Wheat sees largest gain since March on Ukraine and weather concerns

Chicago and Paris wheat futures, two of the best performing commodities markets this past week, reached a two-month high supported by risks of a deepening conflict in Ukraine putting the UN-supported grain export corridor at risk, and dry weather in crop areas of Argentina and the U.S. Plains. This despite an upbeat production update from the International Grains Council in which they lifted global production for the 2022/23 season by 8 million tons, mainly due to upgrades in Russia, Canada and Australia, an upward revision that would leave stocks higher at the end of the period by 10 million tons.

However, a reduction in already-weak exports of high-quality wheat from Ukraine may underpin prices into the winter months, not least considering the risk of triple-dip La Ninã raising concerns about production during the coming Southern Hemisphere growing season. Ukraine’s exports reached 883,000 tons in August, some 2.7 million tons below last year’s pace. That deficit may grow in September, normally the busiest month for Ukraine’s exports which reached 4.6 million tons last year. Keeping the route open, however, would see exports remain supported into what normally is the shoulder season of activity.
23olh_wcu3

Gold succumbs to continued dollar and yield strength

Gold spent most of the week managing to find a geopolitically-related bid to shield it from the negative consequences of sharply higher US Treasury yields and dollar. In the end, however, the market buckled under the weight of deteriorating market sentiment driven by a 32-basis point jump in US ten-year yields to a 12-year high at 3.75% and a 2% rise in the Bloomberg Dollar Index to a record high (since 1997).
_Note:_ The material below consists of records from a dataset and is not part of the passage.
//! Node Values
//!
//! A node stores either a scalar of a fixed primitive type or a dense array
//! of `f64` with a fixed shape. The shape is part of the node's declared
//! kind, so writes are validated against it rather than reshaped.

use std::fmt;

use ndarray::ArrayD;
use serde::{Deserialize, Serialize};
use smallvec::SmallVec;

use crate::error::{DependError, Result};

use super::node::NodeLabel;

/// Array shape. Most physical arrays have rank four or less.
pub type Shape = SmallVec<[usize; 4]>;

/// A value held by a node.
#[derive(Debug, Clone, PartialEq, Serialize, Deserialize)]
pub enum Value {
    Float(f64),
    Int(i64),
    Bool(bool),
    Text(String),
    Array(ArrayD<f64>),
}

/// The declared kind of a node's value.
#[derive(Debug, Clone, PartialEq, Eq)]
pub enum ValueKind {
    Float,
    Int,
    Bool,
    Text,
    Array(Shape),
}

impl ValueKind {
    /// Array kind with the given shape.
    pub fn array(shape: &[usize]) -> Self {
        ValueKind::Array(shape.iter().copied().collect())
    }

    /// Check that `value` can be stored in a node of this kind.
    pub(crate) fn check(&self, node: &NodeLabel, value: &Value) -> Result<()> {
        let found = value.kind();
        match (self, &found) {
            (ValueKind::Array(expected), ValueKind::Array(shape)) if expected != shape => {
                Err(DependError::ShapeMismatch {
                    node: node.clone(),
                    expected: expected.to_vec(),
                    found: shape.to_vec(),
                })
            }
            (expected, found) if expected != found => Err(DependError::TypeMismatch {
                node: node.clone(),
                expected: expected.clone(),
                found: found.clone(),
            }),
            _ => Ok(()),
        }
    }
}

impl fmt::Display for ValueKind {
    fn fmt(&self, f: &mut fmt::Formatter<'_>) -> fmt::Result {
        match self {
            ValueKind::Float => write!(f, "float"),
            ValueKind::Int => write!(f, "int"),
            ValueKind::Bool => write!(f, "bool"),
            ValueKind::Text => write!(f, "text"),
            ValueKind::Array(shape) => write!(f, "array{:?}", shape.as_slice()),
        }
    }
}

impl Value {
    /// The kind of this value, including the array shape.
    pub fn kind(&self) -> ValueKind {
        match self {
            Value::Float(_) => ValueKind::Float,
            Value::Int(_) => ValueKind::Int,
            Value::Bool(_) => ValueKind::Bool,
            Value::Text(_) => ValueKind::Text,
            Value::Array(a) => ValueKind::array(a.shape()),
        }
    }

    fn mismatch(&self, expected: ValueKind) -> DependError {
        DependError::TypeMismatch {
            node: NodeLabel::anonymous(),
            expected,
            found: self.kind(),
        }
    }

    pub fn as_float(&self) -> Result<f64> {
        match self {
            Value::Float(x) => Ok(*x),
            other => Err(other.mismatch(ValueKind::Float)),
        }
    }

    pub fn as_int(&self) -> Result<i64> {
        match self {
            Value::Int(x) => Ok(*x),
            other => Err(other.mismatch(ValueKind::Int)),
        }
    }

    pub fn as_bool(&self) -> Result<bool> {
        match self {
            Value::Bool(x) => Ok(*x),
            other => Err(other.mismatch(ValueKind::Bool)),
        }
    }

    pub fn as_text(&self) -> Result<&str> {
        match self {
            Value::Text(s) => Ok(s),
            other => Err(other.mismatch(ValueKind::Text)),
        }
    }

    /// Borrow the array payload. The expected kind in the error carries the
    /// found shape, since any array would have been accepted.
    pub fn as_array(&self) -> Result<&ArrayD<f64>> {
        match self {
            Value::Array(a) => Ok(a),
            other => Err(other.mismatch(ValueKind::Array(Shape::new()))),
        }
    }

    pub(crate) fn as_array_mut(&mut self) -> Option<&mut ArrayD<f64>> {
        match self {
            Value::Array(a) => Some(a),
            _ => None,
        }
    }
}

impl From<f64> for Value {
    fn from(x: f64) -> Self {
        Value::Float(x)
    }
}

impl From<i64> for Value {
    fn from(x: i64) -> Self {
        Value::Int(x)
    }
}

impl From<bool> for Value {
    fn from(x: bool) -> Self {
        Value::Bool(x)
    }
}

impl From<&str> for Value {
    fn from(s: &str) -> Self {
        Value::Text(s.to_string())
    }
}

impl From<String> for Value {
    fn from(s: String) -> Self {
        Value::Text(s)
    }
}

impl From<ArrayD<f64>> for Value {
    fn from(a: ArrayD<f64>) -> Self {
        Value::Array(a)
    }
}
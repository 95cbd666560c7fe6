//! Dependency Graph
//!
//! This module implements the lazily-evaluated value graph that every
//! physics component is written against.
//!
//! # Overview
//!
//! The graph is a directed acyclic graph where:
//!
//! - Nodes hold a cached value for one physical quantity (a scalar or a
//!   fixed-shape array), a dirty flag and a rule describing how the value is
//!   obtained
//! - Edges represent dependencies: if B reads A, A lists B as a dependent
//!
//! When a node is written, its computing dependents are marked dirty. Nothing
//! is recomputed until a dirty node is read, and then only once.
//!
//! Synchronizers are the one place where nodes point at each other in both
//! directions. They keep alternate encodings of the same state (bead
//! coordinates and normal modes) consistent by tracking which member was
//! written last and deriving the others from it on demand.
//!
//! # Design Decisions
//!
//! 1. Nodes live in a `slotmap` arena owned by [`Graph`] and are referenced by
//!    [`NodeId`]. Owners map field names to ids through the registry instead
//!    of attaching attributes to objects.
//!
//! 2. A node's rule is a small enumeration ([`Rule`]); the synchronizer picks
//!    the active derivation through its authority pointer.
//!
//! 3. Only the dependents direction is stored on nodes. Inputs are part of the
//!    rule itself, in the order the binding reads them.

mod binding;
mod context;
mod diagnostics;
mod node;
mod registry;
mod runtime;
mod scheduler;
mod sync;
mod value;

pub use binding::{Binding, Derivation, Inputs};
pub use context::ResolutionStack;
pub use diagnostics::{EvalCounter, EvaluationHook, GraphStats};
pub use node::{DirtyState, Node, NodeId, NodeLabel, Rule};
pub use registry::{Owner, OwnerId, OwnerScope};
pub use runtime::Graph;
pub use scheduler::UpdateScheduler;
pub use sync::{SyncId, Synchronizer};
pub use value::{Shape, Value, ValueKind};
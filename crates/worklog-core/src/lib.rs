//! Ingestion and reconciliation engine for the Worklog feed.
//!
//! Parses the delimited feed into typed records, merges them into a
//! deduplicated persisted history, and derives the display views.

mod dates;
mod error;
mod fetcher;
mod history;
mod kv;
mod parser;
mod stats;
mod view;

pub use dates::{current_month_key, format_mmddyy, month_key, parse_mmddyy, today_mmddyy};
pub use error::WorklogError;
pub use fetcher::FeedFetcher;
pub use history::{HistoryStore, HISTORY_KEY};
pub use kv::KvStore;
pub use parser::{parse_feed, parse_line};
pub use stats::{person_slice, status_counts, summarize};
pub use view::{select, PENDING_DISPLAY_CAP};

/// Result type for Worklog operations.
pub type Result<T> = std::result::Result<T, WorklogError>;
Gold and the other semi-investment metals like silver and platinum will likely to continue to remain under pressure until the market reach peak hawkishness, potentially not before 4% is reached in 10-year yields and the dollar squeezes out any remaining short positions. Whether the turning point will be reached before yearend remains to be seen. By continuing to raise interest rates while also raising expectations for lower growth and rising unemployment, the FOMC is signaling a recession is a price worth paying for getting inflation under control. We maintain a long held view the market, just like the FOMC, may end up being too optimistic in their belief inflation will return to the sub 3% level currently being priced in via the swap market.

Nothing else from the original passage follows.